Back in 2019, Parliament committed to the "Restoration and Renewal" project and set up a structure to cope with what was certain to be a massive mega-project - far too big to be handled in-house.
Worries about the state of the Palace of Westminster had been gathering for years, and there were increasing fears of a catastrophic incident, particularly a major fire on the scale of the one which consumed Notre Dame in Paris, destroying one of the most recognisable buildings in the world.
The UK Parliament building is vast, and much extended from its original shape, and there are regular repairs on a make do and mend basis.
The problems include leaking roofs and windows, outdated and sometimes audibly crackling wiring, ancient heating and sewage systems and crumbling stonework - there have been incidents where chunks have fallen off, and there are real safety concerns, while the Commons authorities have been running nightly fire patrols to protect the building.
But as with any major renovation of a vintage building, it was impossible to be sure what the cost of putting things right would be; who knew what might be revealed when floorboards were lifted or plasterwork stripped back, of forgotten attic spaces investigated?
And as each cost estimate ratcheted up, the political pressure to rethink the decision agreed in 2019 increased.
The Speaker, Sir Lindsay Hoyle, and the previous Leader of the Commons Jacob Rees-Mogg were sceptical about the costs and about moving MPs out of their building - and had already vetoed an elaborate scheme for the building to be emptied, with MPs relocated to a new temporary chamber, built on the site of Richmond House, the old Department of Health building, next door to Parliament.
Mr Rees-Mogg's successor as Commons leader, Mark Spencer, shares their reservations.
He says the latest cost figures are "literally eye-watering" and he can't justify the spending to his voters.

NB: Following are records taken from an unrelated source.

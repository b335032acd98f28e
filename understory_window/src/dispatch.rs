// Copyright 2025 the Understory Authors
// SPDX-License-Identifier: Apache-2.0 OR MIT

//! Dispatcher: forward window events to the registered callback.
//!
//! [`CallbackDispatcher`] holds at most one [`WindowCallback`] and applies
//! simple forwarding rules:
//!
//! - Each event is forwarded synchronously, exactly once, to the callback.
//! - Every dispatch returns `None` when no callback is registered; nothing is
//!   dispatched and the substrate is expected to run its own default path.
//! - Input dispatches return `Some(consumed)`. The callback decides whether to
//!   invoke the [`BaseDispatch`] it is handed; the dispatcher never falls back
//!   to it on its own.
//!
//! ## Minimal example
//!
//! ```
//! use understory_window::{
//!     ActionModeCallback, BaseDispatch, CallbackDispatcher, InputCallback, KeyAction, KeyEvent,
//!     NoBaseDispatch, PanelCallback, WindowStateCallback,
//! };
//!
//! #[derive(Debug, Default)]
//! struct Counter(u32);
//!
//! impl InputCallback for Counter {
//!     fn dispatch_key_event(&mut self, event: &KeyEvent, base: &mut dyn BaseDispatch) -> bool {
//!         self.0 += 1;
//!         base.dispatch_key_event(event)
//!     }
//! }
//! impl PanelCallback for Counter {}
//! impl ActionModeCallback for Counter {}
//! impl WindowStateCallback for Counter {}
//!
//! let mut dispatcher = CallbackDispatcher::new();
//! let key = KeyEvent::new(29, KeyAction::Down);
//!
//! // Nothing registered: nothing dispatched.
//! assert_eq!(dispatcher.dispatch_key_event(&key, &mut NoBaseDispatch), None);
//!
//! dispatcher.set(Some(Box::new(Counter::default())));
//! assert_eq!(dispatcher.dispatch_key_event(&key, &mut NoBaseDispatch), Some(false));
//! ```

use alloc::boxed::Box;
use alloc::vec::Vec;

use crate::attributes::AttributeRecord;
use crate::callback::{BaseDispatch, WindowCallback};
use crate::event::{AccessibilityEvent, KeyEvent, MotionEvent, SearchEvent};
use crate::feature::Feature;
use crate::menu::{ActionMode, ActionModeKind, KeyboardShortcutGroup, Menu, MenuItem, ViewHandle};

/// Single-slot holder and forwarder for a [`WindowCallback`].
#[derive(Debug, Default)]
pub struct CallbackDispatcher {
    callback: Option<Box<dyn WindowCallback>>,
}

impl CallbackDispatcher {
    /// Creates a dispatcher with no callback.
    #[must_use]
    pub fn new() -> Self {
        Self::default()
    }

    /// Replaces the callback and returns the previous one.
    pub fn set(
        &mut self,
        callback: Option<Box<dyn WindowCallback>>,
    ) -> Option<Box<dyn WindowCallback>> {
        core::mem::replace(&mut self.callback, callback)
    }

    /// Returns the registered callback.
    #[must_use]
    pub fn get(&self) -> Option<&dyn WindowCallback> {
        self.callback.as_deref()
    }

    /// Returns the registered callback mutably.
    pub fn get_mut(&mut self) -> Option<&mut (dyn WindowCallback + 'static)> {
        self.callback.as_deref_mut()
    }

    /// Returns `true` if a callback is registered.
    #[must_use]
    #[inline]
    pub fn is_set(&self) -> bool {
        self.callback.is_some()
    }

    // =========================================================================
    // Input
    // =========================================================================

    /// Forwards a key event.
    pub fn dispatch_key_event(
        &mut self,
        event: &KeyEvent,
        base: &mut dyn BaseDispatch,
    ) -> Option<bool> {
        let cb = self.callback.as_deref_mut()?;
        Some(cb.dispatch_key_event(event, base))
    }

    /// Forwards a key shortcut event.
    pub fn dispatch_key_shortcut_event(
        &mut self,
        event: &KeyEvent,
        base: &mut dyn BaseDispatch,
    ) -> Option<bool> {
        let cb = self.callback.as_deref_mut()?;
        Some(cb.dispatch_key_shortcut_event(event, base))
    }

    /// Forwards a touch event.
    pub fn dispatch_touch_event(
        &mut self,
        event: &MotionEvent,
        base: &mut dyn BaseDispatch,
    ) -> Option<bool> {
        let cb = self.callback.as_deref_mut()?;
        Some(cb.dispatch_touch_event(event, base))
    }

    /// Forwards a trackball event.
    pub fn dispatch_trackball_event(
        &mut self,
        event: &MotionEvent,
        base: &mut dyn BaseDispatch,
    ) -> Option<bool> {
        let cb = self.callback.as_deref_mut()?;
        Some(cb.dispatch_trackball_event(event, base))
    }

    /// Forwards a generic motion event.
    pub fn dispatch_generic_motion_event(
        &mut self,
        event: &MotionEvent,
        base: &mut dyn BaseDispatch,
    ) -> Option<bool> {
        let cb = self.callback.as_deref_mut()?;
        Some(cb.dispatch_generic_motion_event(event, base))
    }

    /// Forwards accessibility population.
    pub fn dispatch_populate_accessibility_event(
        &mut self,
        event: &mut AccessibilityEvent,
        base: &mut dyn BaseDispatch,
    ) -> Option<bool> {
        let cb = self.callback.as_deref_mut()?;
        Some(cb.dispatch_populate_accessibility_event(event, base))
    }

    // =========================================================================
    // Panels
    // =========================================================================

    /// Asks for a panel view. `Some(None)` means the callback declined.
    pub fn create_panel_view(&mut self, panel: Feature) -> Option<Option<ViewHandle>> {
        let cb = self.callback.as_deref_mut()?;
        Some(cb.on_create_panel_view(panel))
    }

    /// Asks the callback to fill a panel menu.
    pub fn create_panel_menu(&mut self, panel: Feature, menu: &mut Menu) -> Option<bool> {
        let cb = self.callback.as_deref_mut()?;
        Some(cb.on_create_panel_menu(panel, menu))
    }

    /// Asks the callback to prepare a panel.
    pub fn prepare_panel(
        &mut self,
        panel: Feature,
        view: Option<ViewHandle>,
        menu: &mut Menu,
    ) -> Option<bool> {
        let cb = self.callback.as_deref_mut()?;
        Some(cb.on_prepare_panel(panel, view, menu))
    }

    /// Reports an opened menu.
    pub fn menu_opened(&mut self, panel: Feature, menu: &Menu) -> Option<bool> {
        let cb = self.callback.as_deref_mut()?;
        Some(cb.on_menu_opened(panel, menu))
    }

    /// Reports a selected menu item.
    pub fn menu_item_selected(&mut self, panel: Feature, item: &MenuItem) -> Option<bool> {
        let cb = self.callback.as_deref_mut()?;
        Some(cb.on_menu_item_selected(panel, item))
    }

    /// Reports a closing panel.
    pub fn panel_closed(&mut self, panel: Feature, menu: &Menu) -> Option<()> {
        let cb = self.callback.as_deref_mut()?;
        cb.on_panel_closed(panel, menu);
        Some(())
    }

    // =========================================================================
    // Action modes
    // =========================================================================

    /// Offers an action mode request to the callback.
    pub fn window_starting_action_mode(
        &mut self,
        kind: ActionModeKind,
    ) -> Option<Option<ActionMode>> {
        let cb = self.callback.as_deref_mut()?;
        Some(cb.on_window_starting_action_mode(kind))
    }

    /// Reports a started action mode.
    pub fn action_mode_started(&mut self, mode: &ActionMode) -> Option<()> {
        let cb = self.callback.as_deref_mut()?;
        cb.on_action_mode_started(mode);
        Some(())
    }

    /// Reports a finished action mode.
    pub fn action_mode_finished(&mut self, mode: &ActionMode) -> Option<()> {
        let cb = self.callback.as_deref_mut()?;
        cb.on_action_mode_finished(mode);
        Some(())
    }

    // =========================================================================
    // Window state
    // =========================================================================

    /// Reports changed attributes.
    pub fn window_attributes_changed(&mut self, attrs: &AttributeRecord) -> Option<()> {
        let cb = self.callback.as_deref_mut()?;
        cb.on_window_attributes_changed(attrs);
        Some(())
    }

    /// Reports changed content.
    pub fn content_changed(&mut self) -> Option<()> {
        let cb = self.callback.as_deref_mut()?;
        cb.on_content_changed();
        Some(())
    }

    /// Reports a focus change.
    pub fn window_focus_changed(&mut self, has_focus: bool) -> Option<()> {
        let cb = self.callback.as_deref_mut()?;
        cb.on_window_focus_changed(has_focus);
        Some(())
    }

    /// Reports attachment to the window manager.
    pub fn attached_to_window(&mut self) -> Option<()> {
        let cb = self.callback.as_deref_mut()?;
        cb.on_attached_to_window();
        Some(())
    }

    /// Reports detachment from the window manager.
    pub fn detached_from_window(&mut self) -> Option<()> {
        let cb = self.callback.as_deref_mut()?;
        cb.on_detached_from_window();
        Some(())
    }

    /// Forwards a search request.
    pub fn search_requested(&mut self, event: Option<&SearchEvent>) -> Option<bool> {
        let cb = self.callback.as_deref_mut()?;
        Some(cb.on_search_requested(event))
    }

    /// Collects keyboard shortcuts into `data`.
    pub fn provide_keyboard_shortcuts(
        &mut self,
        data: &mut Vec<KeyboardShortcutGroup>,
        menu: Option<&Menu>,
        device_id: i32,
    ) -> Option<()> {
        let cb = self.callback.as_deref_mut()?;
        cb.on_provide_keyboard_shortcuts(data, menu, device_id);
        Some(())
    }

    /// Reports a pointer capture change.
    pub fn pointer_capture_changed(&mut self, has_capture: bool) -> Option<()> {
        let cb = self.callback.as_deref_mut()?;
        cb.on_pointer_capture_changed(has_capture);
        Some(())
    }
}

#[cfg(test)]
mod tests {
    use super::*;
    use crate::callback::{
        ActionModeCallback, InputCallback, NoBaseDispatch, PanelCallback, WindowStateCallback,
    };
    use crate::event::{KeyAction, MotionAction};
    use crate::menu::KeyboardShortcutInfo;
    use alloc::string::ToString;
    use alloc::vec;
    use kurbo::Point;

    /// Base that records what reached it and consumes touches only.
    #[derive(Debug, Default)]
    struct RecordingBase {
        keys: Vec<u32>,
        touches: usize,
    }

    impl BaseDispatch for RecordingBase {
        fn dispatch_key_event(&mut self, event: &KeyEvent) -> bool {
            self.keys.push(event.key_code);
            false
        }

        fn dispatch_key_shortcut_event(&mut self, _: &KeyEvent) -> bool {
            false
        }

        fn dispatch_touch_event(&mut self, _: &MotionEvent) -> bool {
            self.touches += 1;
            true
        }

        fn dispatch_trackball_event(&mut self, _: &MotionEvent) -> bool {
            false
        }

        fn dispatch_generic_motion_event(&mut self, _: &MotionEvent) -> bool {
            false
        }
    }

    /// Consumes key 1, forwards other keys and touches to the base.
    #[derive(Debug, Default)]
    struct Chain;

    impl InputCallback for Chain {
        fn dispatch_key_event(&mut self, event: &KeyEvent, base: &mut dyn BaseDispatch) -> bool {
            event.key_code == 1 || base.dispatch_key_event(event)
        }

        fn dispatch_touch_event(
            &mut self,
            event: &MotionEvent,
            base: &mut dyn BaseDispatch,
        ) -> bool {
            base.dispatch_touch_event(event)
        }
    }

    impl PanelCallback for Chain {
        fn on_create_panel_menu(&mut self, _: Feature, menu: &mut Menu) -> bool {
            menu.add(7, "Settings");
            true
        }
    }

    impl ActionModeCallback for Chain {
        fn on_window_starting_action_mode(&mut self, kind: ActionModeKind) -> Option<ActionMode> {
            (kind == ActionModeKind::Floating).then(|| ActionMode {
                id: 1,
                kind,
                title: "Select".to_string(),
            })
        }
    }

    impl WindowStateCallback for Chain {
        fn on_provide_keyboard_shortcuts(
            &mut self,
            data: &mut Vec<KeyboardShortcutGroup>,
            _: Option<&Menu>,
            _: i32,
        ) {
            data.push(KeyboardShortcutGroup {
                label: "General".to_string(),
                items: vec![KeyboardShortcutInfo {
                    label: "Save".to_string(),
                    key_code: 47,
                    modifiers: crate::event::Modifiers::CTRL,
                }],
            });
        }
    }

    #[test]
    fn empty_dispatcher_dispatches_nothing() {
        let mut d = CallbackDispatcher::new();
        let mut base = RecordingBase::default();
        let key = KeyEvent::new(3, KeyAction::Down);
        assert_eq!(d.dispatch_key_event(&key, &mut base), None);
        assert_eq!(d.content_changed(), None);
        assert_eq!(d.search_requested(None), None);
        assert!(base.keys.is_empty(), "base must not run without a callback");
    }

    #[test]
    fn callback_chooses_whether_base_runs() {
        let mut d = CallbackDispatcher::new();
        d.set(Some(Box::new(Chain)));
        let mut base = RecordingBase::default();

        assert_eq!(
            d.dispatch_key_event(&KeyEvent::new(1, KeyAction::Down), &mut base),
            Some(true)
        );
        assert!(base.keys.is_empty());

        assert_eq!(
            d.dispatch_key_event(&KeyEvent::new(2, KeyAction::Down), &mut base),
            Some(false)
        );
        assert_eq!(base.keys, vec![2]);

        let touch = MotionEvent::touch(MotionAction::Down, Point::new(1.0, 1.0));
        assert_eq!(d.dispatch_touch_event(&touch, &mut base), Some(true));
        assert_eq!(base.touches, 1);
    }

    #[test]
    fn default_methods_do_not_fall_back_to_base() {
        let mut d = CallbackDispatcher::new();
        d.set(Some(Box::new(Chain)));
        let mut base = RecordingBase::default();
        let key = KeyEvent::new(2, KeyAction::Down);
        // `Chain` does not override shortcut handling.
        assert_eq!(d.dispatch_key_shortcut_event(&key, &mut base), Some(false));
        assert!(base.keys.is_empty());
    }

    #[test]
    fn panels_action_modes_and_shortcuts_reach_the_callback() {
        let mut d = CallbackDispatcher::new();
        d.set(Some(Box::new(Chain)));

        let mut menu = Menu::new();
        assert_eq!(d.create_panel_menu(Feature::OptionsPanel, &mut menu), Some(true));
        assert!(menu.find(7).is_some());
        assert_eq!(d.prepare_panel(Feature::OptionsPanel, None, &mut menu), Some(true));
        assert_eq!(d.create_panel_view(Feature::OptionsPanel), Some(None));

        assert_eq!(d.window_starting_action_mode(ActionModeKind::Primary), Some(None));
        let floating = d.window_starting_action_mode(ActionModeKind::Floating);
        assert_eq!(floating.flatten().map(|m| m.id), Some(1));

        let mut groups = Vec::new();
        assert_eq!(d.provide_keyboard_shortcuts(&mut groups, None, 0), Some(()));
        assert_eq!(groups.len(), 1);
        assert_eq!(groups[0].items[0].key_code, 47);
    }

    #[test]
    fn set_returns_previous_callback() {
        let mut d = CallbackDispatcher::new();
        assert!(d.set(Some(Box::new(Chain))).is_none());
        assert!(d.is_set());
        assert!(d.set(None).is_some());
        assert!(!d.is_set());
        assert_eq!(
            d.dispatch_touch_event(
                &MotionEvent::touch(MotionAction::Up, Point::ZERO),
                &mut NoBaseDispatch
            ),
            None
        );
    }
}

He compares the current plans to a family "moving out into a caravan in the garden and letting the builders loose."
So the two key figures in running the Commons want a rethink, but the Sponsor Body, external set up in 2019 under the Parliamentary Buildings Act has several times warned that restoration will cost more and take longer if the Parliamentarians insist on staying put in the Victorian part of the building - and now the House of Commons Commission, the administrative body of the Commons, which is chaired by the Speaker, wants the Sponsor Body scrapped.
Sir Edward Leigh, a veteran Conservative ex-minister, who sits on the Sponsor Body says the scheme it had produced was "ridiculously expensive, in the region of £14bn, all-singing, all-dancing, gold-plating everything, and unbelievably a decant of maybe 17 years."
He predicts work will start sooner and could go on, with the parliamentarians still in residence, for decades, spreading the costs over a much longer period.
Not everyone agrees.
One senior MP commented to me: "I despair, we want to run the country and we can't even manage the building we work in."
Professor Matt Flinders of Sheffield University suggests that the move is the result of a "massive blame game" because the politicians are shrinking from an unpopular decision.
He added that all the expert advice was that the politicians should move out, because the building infrastructure could not be divided up, so it would be massively expensive and risky to try and keep parts of it in operation, while other parts were renovated.
At some point MPs will be asked to approve a change in the law to sweep away the structure they created in 2019, to oversee the renovation work.
Theoretically, this should be a "House Matter" where they are not whipped to vote in a particular way, but given the titanic sums of money involved, it's hard to see how the government could avoid making its views clear.